Last updated on April 6th, 2021
If you’re a pet-parent, then in all likelihood, you love your pets, as much as your own children. But there are a few key differences that you’ll need to keep in mind.
Believe it or not, pets’ bowls are the fourth dirtiest things in your house. Not very far behind your toilet seat. And would you feed your fur-babies on something almost as dirty as the toilet seat? No, right?
Why Clean Them So Often?
There’s an entire army of germs that camps in your pets’ bowls, at any given time. Not only are these from their leftover food, but many of them also belong inside your pets’ mouth and saliva, and get transferred to the bowls during mealtimes. And given the moist environment in the bowls, they become the perfect hotbed for bacterial growth.

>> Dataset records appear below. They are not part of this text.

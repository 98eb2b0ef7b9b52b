//! Course catalogue outbound adapters.
//!
//! A thin HTTP/JSON implementation of the `CourseCatalogue` port.

mod dto;
mod http_catalogue;

pub use http_catalogue::HttpCourseCatalogue;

So, it might be time that we stopped giving their bowls the usual perfunctory rinse, and wait for them to get visibly grubby, to bring them anywhere near antibacterial cleaners. Many of us seem to think that since dogs dip their snouts in so many dirty things, a not-so-pristine bowl shouldn’t be a big deal.
But think about this. Would you leave your kids dirty lunch plates out for 12 hours and reuse them for dinner?
What If Your Pet Has Only Dry Food And Water?
Even if your pet gets fed dry dog food, and you feel that the bowl is more-or-less clean as it’s dry food that you’re serving, you can’t be farter from the truth. You will need to wash it every day. And the same applies to their water bowls as well.
What Kind Of Bowls Are The Best?
The best bowl to use, is a stainless steel one. It’s a bad idea to use plastic ones, which can play host to tons of bacteria, even on minor scratches on their surface. Ceramic ones, however, are okay to use, as long as they don’t have any cracks.
How Much And How Often To Clean?
You will need to wash your pets’ bowls in hot soapy water every single day, and your sink needs to be disinfected (just a quick wipe with a disinfectant wipe) after you’ve washed your pet’s bowls in it. You can then let the bowls air dry. Using towels will only encourage cross-contamination.
And once a week, you will need to deep clean them. You can use ¼ cup of liquid bleach diluted with about 3 litres of water and soak all bowls in it for 10 minutes.
And if you serve raw meat to your pets, you’ll need to sanitize their bowls this way, after every meal. And not just the bowls, but your countertop, the cutting boards and utensils too.
What About Your Hands After Handling The Bowls?
Every time you handle your pet’s food and water bowl, you’re exposing yourself to a host of bacteria, which are especially harmful for young kids and the elderly and people with a weak immunity. Which is why its imperative that you wash your hands with soap and water for 20 seconds whenever you handle their food or their bowls. Well, whoever said parenting was an easy job!